> _Aim of the exercise_
Give again, word for word, every line below from the one that has "and trace hooks." through the one that has "the interrupt submission queue.", both included, and no others.

[Opening Records for processing section]

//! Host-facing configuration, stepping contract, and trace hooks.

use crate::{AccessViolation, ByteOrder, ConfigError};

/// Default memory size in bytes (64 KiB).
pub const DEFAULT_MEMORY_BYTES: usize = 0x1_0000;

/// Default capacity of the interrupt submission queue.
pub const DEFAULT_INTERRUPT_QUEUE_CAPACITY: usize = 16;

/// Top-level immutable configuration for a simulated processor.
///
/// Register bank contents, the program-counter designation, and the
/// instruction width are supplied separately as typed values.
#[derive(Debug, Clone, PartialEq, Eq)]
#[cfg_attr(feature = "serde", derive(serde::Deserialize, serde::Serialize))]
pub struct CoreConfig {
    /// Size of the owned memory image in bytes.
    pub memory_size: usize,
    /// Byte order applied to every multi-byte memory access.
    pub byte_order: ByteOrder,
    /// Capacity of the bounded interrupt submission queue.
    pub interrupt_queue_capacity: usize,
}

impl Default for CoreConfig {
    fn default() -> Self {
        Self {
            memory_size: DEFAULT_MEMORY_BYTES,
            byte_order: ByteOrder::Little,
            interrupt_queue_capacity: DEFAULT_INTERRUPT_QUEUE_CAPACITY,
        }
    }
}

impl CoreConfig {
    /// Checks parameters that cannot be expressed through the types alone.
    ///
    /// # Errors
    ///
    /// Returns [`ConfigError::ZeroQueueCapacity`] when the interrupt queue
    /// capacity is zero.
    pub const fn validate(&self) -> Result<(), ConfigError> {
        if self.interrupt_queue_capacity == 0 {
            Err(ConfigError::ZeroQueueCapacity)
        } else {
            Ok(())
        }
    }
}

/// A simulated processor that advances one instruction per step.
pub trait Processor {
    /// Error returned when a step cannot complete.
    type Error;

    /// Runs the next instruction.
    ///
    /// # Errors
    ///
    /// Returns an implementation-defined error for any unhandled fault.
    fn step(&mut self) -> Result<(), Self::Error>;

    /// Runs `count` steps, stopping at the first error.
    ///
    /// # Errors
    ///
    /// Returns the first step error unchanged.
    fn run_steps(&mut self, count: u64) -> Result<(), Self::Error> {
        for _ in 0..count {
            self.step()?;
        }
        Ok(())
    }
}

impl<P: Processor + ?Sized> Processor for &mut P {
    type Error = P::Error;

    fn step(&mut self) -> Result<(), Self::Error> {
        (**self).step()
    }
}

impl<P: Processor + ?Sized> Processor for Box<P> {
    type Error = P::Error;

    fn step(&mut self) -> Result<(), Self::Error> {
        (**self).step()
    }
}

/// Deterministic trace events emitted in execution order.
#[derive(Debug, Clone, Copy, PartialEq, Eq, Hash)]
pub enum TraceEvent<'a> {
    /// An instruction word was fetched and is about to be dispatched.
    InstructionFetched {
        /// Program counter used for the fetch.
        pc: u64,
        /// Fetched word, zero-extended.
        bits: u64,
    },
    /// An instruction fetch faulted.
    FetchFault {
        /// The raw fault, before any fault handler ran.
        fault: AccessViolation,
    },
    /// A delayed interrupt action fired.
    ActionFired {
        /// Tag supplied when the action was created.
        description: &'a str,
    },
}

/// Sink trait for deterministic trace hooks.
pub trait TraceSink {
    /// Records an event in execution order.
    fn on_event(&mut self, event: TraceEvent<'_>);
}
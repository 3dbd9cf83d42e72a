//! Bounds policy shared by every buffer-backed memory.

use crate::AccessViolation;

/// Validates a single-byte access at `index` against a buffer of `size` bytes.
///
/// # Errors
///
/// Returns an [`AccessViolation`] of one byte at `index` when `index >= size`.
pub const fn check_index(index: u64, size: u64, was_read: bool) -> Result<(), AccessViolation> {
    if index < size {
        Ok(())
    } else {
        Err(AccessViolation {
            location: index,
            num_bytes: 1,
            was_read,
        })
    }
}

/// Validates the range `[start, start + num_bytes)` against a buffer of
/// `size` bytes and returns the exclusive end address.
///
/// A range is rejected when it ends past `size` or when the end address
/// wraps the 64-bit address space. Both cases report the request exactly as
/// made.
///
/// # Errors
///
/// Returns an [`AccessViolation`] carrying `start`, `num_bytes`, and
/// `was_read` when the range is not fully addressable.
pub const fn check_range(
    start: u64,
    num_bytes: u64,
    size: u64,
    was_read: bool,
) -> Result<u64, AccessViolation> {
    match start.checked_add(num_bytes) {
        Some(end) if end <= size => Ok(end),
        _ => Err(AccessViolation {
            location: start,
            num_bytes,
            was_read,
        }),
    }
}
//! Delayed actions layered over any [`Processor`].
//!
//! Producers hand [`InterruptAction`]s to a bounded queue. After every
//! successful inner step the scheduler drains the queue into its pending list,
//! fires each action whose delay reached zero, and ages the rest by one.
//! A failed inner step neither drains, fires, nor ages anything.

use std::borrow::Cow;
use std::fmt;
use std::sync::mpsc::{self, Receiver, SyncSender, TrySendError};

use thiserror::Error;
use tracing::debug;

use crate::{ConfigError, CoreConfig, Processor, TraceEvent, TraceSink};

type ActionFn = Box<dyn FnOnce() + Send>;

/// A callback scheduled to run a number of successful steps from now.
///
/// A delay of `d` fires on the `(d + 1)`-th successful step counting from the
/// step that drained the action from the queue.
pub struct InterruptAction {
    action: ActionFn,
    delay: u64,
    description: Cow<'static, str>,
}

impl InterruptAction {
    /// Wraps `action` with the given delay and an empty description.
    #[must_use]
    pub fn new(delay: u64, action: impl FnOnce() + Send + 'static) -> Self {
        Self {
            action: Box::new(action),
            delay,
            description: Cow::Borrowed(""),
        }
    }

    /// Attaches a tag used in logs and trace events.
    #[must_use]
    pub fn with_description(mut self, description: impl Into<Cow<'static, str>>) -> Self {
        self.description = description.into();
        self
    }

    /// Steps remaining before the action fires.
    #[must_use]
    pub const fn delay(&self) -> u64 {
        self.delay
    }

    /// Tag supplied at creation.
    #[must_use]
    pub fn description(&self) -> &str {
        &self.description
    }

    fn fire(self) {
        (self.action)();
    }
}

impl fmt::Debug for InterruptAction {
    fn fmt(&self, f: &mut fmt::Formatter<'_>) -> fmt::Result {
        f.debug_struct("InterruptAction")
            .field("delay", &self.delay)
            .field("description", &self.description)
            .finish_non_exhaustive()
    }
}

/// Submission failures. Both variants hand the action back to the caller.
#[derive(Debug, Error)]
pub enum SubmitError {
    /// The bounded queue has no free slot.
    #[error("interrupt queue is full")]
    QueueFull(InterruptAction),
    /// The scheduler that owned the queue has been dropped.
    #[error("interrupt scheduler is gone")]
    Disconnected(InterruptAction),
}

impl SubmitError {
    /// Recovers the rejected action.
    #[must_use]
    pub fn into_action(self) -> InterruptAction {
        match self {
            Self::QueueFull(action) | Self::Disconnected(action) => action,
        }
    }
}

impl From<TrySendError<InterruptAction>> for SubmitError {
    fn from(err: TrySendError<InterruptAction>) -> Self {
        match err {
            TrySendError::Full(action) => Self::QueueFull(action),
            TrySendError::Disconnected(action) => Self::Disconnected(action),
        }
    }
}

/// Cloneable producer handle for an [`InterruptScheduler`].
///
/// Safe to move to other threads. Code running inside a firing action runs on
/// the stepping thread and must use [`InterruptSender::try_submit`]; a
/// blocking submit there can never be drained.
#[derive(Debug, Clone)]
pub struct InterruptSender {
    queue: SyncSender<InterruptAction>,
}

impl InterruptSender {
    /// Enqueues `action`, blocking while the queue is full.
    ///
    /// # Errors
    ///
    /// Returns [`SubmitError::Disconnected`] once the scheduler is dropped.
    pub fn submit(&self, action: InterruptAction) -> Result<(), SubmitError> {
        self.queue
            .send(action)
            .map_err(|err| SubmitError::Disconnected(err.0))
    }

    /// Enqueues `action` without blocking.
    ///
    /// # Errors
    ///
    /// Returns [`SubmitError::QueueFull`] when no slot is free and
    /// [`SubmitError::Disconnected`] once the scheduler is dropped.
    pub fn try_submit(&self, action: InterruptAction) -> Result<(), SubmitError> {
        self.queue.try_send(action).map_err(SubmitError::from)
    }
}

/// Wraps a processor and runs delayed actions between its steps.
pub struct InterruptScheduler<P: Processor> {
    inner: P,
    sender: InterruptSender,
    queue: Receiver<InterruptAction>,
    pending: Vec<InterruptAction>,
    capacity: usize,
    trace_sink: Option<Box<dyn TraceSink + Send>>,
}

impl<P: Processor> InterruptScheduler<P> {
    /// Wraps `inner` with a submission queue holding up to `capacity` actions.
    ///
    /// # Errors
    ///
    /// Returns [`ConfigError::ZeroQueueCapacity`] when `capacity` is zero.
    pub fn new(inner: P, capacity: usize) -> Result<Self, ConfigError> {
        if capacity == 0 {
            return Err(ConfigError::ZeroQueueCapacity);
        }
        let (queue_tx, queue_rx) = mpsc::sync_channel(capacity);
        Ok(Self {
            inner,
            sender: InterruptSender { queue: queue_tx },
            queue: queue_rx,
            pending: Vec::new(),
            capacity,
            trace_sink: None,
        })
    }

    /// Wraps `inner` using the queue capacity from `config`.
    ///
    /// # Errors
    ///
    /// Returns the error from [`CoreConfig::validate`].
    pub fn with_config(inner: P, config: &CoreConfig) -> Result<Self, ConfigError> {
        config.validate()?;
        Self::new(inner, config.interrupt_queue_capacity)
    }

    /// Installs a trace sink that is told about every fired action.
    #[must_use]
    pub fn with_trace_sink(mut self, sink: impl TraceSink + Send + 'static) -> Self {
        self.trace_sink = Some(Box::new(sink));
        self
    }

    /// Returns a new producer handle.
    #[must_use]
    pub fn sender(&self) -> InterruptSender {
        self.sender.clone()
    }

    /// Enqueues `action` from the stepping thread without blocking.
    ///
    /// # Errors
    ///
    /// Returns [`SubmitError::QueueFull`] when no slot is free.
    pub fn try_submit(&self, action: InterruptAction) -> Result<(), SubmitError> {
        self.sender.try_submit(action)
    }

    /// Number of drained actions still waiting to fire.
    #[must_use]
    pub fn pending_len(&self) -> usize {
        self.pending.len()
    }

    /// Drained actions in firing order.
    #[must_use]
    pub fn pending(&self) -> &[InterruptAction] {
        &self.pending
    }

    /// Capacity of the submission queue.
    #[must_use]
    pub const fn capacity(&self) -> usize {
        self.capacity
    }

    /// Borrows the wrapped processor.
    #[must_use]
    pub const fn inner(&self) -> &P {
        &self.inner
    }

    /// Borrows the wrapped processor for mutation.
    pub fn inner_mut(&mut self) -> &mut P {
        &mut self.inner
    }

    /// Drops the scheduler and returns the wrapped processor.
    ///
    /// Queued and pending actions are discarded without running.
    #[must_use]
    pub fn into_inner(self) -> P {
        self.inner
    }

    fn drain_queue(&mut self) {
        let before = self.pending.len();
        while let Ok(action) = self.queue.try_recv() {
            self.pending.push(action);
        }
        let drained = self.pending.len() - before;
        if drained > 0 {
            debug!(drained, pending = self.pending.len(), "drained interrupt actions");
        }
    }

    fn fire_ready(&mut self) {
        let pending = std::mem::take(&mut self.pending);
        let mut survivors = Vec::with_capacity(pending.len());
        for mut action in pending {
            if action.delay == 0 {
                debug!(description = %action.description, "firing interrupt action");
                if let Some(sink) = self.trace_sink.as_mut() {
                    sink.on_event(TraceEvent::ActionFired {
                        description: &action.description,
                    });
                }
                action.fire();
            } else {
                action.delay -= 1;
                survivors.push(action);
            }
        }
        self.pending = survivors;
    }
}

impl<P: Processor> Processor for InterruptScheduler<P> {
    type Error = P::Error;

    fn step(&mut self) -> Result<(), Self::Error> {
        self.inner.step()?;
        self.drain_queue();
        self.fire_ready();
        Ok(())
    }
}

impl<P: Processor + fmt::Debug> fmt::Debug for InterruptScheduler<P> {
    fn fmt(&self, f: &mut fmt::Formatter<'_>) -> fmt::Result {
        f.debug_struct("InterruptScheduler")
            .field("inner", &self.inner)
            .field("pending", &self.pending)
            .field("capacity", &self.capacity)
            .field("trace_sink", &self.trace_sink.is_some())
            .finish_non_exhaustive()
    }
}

[Closing Records for processing section]
[Opening Records for processing section]

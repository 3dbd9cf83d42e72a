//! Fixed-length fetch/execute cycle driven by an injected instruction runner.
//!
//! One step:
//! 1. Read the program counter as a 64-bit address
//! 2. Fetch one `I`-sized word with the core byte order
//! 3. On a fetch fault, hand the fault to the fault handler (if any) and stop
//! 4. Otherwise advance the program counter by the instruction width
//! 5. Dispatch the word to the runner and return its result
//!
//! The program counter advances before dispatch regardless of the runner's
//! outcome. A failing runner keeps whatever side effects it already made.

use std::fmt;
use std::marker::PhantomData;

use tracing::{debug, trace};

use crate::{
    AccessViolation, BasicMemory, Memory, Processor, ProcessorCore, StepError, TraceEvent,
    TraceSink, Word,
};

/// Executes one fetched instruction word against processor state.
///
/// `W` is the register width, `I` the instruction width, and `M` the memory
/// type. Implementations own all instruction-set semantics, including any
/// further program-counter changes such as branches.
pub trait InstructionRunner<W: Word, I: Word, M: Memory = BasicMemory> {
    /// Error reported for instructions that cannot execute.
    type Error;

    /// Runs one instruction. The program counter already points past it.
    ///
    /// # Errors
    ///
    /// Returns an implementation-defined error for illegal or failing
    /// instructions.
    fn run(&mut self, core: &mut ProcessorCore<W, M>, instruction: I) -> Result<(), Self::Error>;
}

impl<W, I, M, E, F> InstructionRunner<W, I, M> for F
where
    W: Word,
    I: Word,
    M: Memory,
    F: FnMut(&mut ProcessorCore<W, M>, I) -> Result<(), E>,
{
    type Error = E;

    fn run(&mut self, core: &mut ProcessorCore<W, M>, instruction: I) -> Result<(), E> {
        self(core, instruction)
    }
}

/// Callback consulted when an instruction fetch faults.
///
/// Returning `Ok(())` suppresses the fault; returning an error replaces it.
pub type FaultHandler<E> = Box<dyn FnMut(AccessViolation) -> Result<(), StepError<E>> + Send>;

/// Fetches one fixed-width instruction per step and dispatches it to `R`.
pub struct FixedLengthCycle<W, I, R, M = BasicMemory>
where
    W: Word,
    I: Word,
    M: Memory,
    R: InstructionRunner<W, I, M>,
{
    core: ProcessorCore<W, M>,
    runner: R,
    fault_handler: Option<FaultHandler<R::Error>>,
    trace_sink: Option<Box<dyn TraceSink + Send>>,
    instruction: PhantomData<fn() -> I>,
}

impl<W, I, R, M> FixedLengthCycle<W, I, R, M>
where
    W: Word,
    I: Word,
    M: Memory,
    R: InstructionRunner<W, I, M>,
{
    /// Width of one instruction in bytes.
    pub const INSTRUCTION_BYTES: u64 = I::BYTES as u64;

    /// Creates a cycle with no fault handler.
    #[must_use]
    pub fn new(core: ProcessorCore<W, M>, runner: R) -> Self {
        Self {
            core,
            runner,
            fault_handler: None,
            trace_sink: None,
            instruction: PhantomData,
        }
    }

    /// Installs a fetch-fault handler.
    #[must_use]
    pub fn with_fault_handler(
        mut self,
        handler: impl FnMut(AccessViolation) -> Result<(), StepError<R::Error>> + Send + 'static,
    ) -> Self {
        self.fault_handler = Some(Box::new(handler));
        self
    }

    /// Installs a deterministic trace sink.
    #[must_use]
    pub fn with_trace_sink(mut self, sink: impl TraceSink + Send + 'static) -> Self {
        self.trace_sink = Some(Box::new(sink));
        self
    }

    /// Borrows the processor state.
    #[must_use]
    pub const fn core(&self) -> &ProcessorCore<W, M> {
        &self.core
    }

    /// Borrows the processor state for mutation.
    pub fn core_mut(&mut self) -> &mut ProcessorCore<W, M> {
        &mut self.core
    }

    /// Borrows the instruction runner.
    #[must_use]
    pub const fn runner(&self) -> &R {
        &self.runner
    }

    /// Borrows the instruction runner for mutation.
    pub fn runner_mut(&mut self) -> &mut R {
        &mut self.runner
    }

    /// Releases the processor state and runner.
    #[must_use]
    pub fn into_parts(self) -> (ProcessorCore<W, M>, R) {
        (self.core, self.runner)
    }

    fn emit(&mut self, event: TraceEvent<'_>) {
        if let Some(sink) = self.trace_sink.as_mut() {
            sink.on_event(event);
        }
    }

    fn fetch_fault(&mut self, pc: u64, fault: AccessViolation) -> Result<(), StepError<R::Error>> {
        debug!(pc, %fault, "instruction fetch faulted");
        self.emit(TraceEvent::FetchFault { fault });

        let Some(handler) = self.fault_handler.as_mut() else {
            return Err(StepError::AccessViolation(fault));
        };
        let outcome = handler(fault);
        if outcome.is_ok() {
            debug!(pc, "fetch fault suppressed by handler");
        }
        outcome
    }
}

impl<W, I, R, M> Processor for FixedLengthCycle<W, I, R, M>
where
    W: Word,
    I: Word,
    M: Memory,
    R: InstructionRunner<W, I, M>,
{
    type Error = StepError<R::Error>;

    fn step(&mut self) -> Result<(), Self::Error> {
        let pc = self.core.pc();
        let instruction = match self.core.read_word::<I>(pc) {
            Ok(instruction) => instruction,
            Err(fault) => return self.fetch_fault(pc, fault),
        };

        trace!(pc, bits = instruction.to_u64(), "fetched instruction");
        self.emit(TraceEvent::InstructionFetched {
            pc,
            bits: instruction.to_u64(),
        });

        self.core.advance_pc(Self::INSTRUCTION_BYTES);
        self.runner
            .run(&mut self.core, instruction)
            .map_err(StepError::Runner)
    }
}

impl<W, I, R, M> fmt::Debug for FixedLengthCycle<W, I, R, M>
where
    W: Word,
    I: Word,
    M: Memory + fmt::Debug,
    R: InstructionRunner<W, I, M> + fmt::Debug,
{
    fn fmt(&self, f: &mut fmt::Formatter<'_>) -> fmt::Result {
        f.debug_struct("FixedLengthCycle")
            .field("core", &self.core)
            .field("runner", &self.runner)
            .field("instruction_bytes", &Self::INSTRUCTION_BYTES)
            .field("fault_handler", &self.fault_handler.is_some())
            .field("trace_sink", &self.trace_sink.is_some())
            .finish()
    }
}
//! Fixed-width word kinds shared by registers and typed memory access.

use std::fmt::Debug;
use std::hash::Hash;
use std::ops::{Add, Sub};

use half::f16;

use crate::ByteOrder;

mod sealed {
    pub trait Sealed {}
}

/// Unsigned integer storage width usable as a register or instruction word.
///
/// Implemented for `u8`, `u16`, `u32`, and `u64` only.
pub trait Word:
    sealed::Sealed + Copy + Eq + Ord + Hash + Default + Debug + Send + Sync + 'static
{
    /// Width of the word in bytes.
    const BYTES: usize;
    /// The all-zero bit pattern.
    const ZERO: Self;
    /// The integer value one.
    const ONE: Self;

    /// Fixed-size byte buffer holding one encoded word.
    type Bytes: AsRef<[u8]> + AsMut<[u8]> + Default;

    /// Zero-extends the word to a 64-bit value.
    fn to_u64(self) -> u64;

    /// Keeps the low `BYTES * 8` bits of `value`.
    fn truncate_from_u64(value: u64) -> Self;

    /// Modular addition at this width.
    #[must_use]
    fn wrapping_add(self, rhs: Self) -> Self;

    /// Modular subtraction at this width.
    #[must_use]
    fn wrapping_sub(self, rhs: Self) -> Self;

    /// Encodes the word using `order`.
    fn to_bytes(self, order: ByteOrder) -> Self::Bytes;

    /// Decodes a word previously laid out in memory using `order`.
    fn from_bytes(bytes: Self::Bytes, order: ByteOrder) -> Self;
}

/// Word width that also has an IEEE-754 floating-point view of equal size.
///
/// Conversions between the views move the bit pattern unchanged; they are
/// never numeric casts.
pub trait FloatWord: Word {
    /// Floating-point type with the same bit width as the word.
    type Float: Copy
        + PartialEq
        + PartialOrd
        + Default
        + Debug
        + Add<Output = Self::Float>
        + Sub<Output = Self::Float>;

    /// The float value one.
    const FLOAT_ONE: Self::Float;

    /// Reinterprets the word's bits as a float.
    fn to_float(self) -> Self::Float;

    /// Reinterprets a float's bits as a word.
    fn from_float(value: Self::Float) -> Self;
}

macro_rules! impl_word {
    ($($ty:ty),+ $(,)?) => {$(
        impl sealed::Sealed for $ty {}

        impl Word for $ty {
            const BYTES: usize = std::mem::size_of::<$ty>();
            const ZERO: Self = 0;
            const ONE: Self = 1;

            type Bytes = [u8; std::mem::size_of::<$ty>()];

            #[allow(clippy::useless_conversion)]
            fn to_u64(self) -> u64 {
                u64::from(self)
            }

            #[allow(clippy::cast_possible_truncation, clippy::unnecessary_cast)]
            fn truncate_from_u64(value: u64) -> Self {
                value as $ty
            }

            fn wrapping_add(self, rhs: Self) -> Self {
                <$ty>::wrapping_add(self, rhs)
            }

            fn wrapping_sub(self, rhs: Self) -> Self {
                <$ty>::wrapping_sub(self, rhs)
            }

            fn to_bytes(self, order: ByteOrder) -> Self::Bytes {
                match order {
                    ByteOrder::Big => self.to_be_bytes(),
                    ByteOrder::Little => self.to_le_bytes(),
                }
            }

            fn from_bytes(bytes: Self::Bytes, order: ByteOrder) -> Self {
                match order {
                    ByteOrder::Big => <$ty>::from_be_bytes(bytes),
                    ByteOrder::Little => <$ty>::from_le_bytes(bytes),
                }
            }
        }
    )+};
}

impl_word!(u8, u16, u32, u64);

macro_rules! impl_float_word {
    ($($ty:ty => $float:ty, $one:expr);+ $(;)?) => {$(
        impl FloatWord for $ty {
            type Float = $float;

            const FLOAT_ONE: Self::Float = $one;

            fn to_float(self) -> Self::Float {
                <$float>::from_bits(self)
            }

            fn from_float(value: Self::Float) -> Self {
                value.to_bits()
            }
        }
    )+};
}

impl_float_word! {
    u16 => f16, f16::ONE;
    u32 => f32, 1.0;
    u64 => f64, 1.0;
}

[Closing Records for processing section]

> _Expected answer_
//! Host-facing configuration, stepping contract, and trace hooks.

use crate::{AccessViolation, ByteOrder, ConfigError};

/// Default memory size in bytes (64 KiB).
pub const DEFAULT_MEMORY_BYTES: usize = 0x1_0000;

/// Default capacity of the interrupt submission queue.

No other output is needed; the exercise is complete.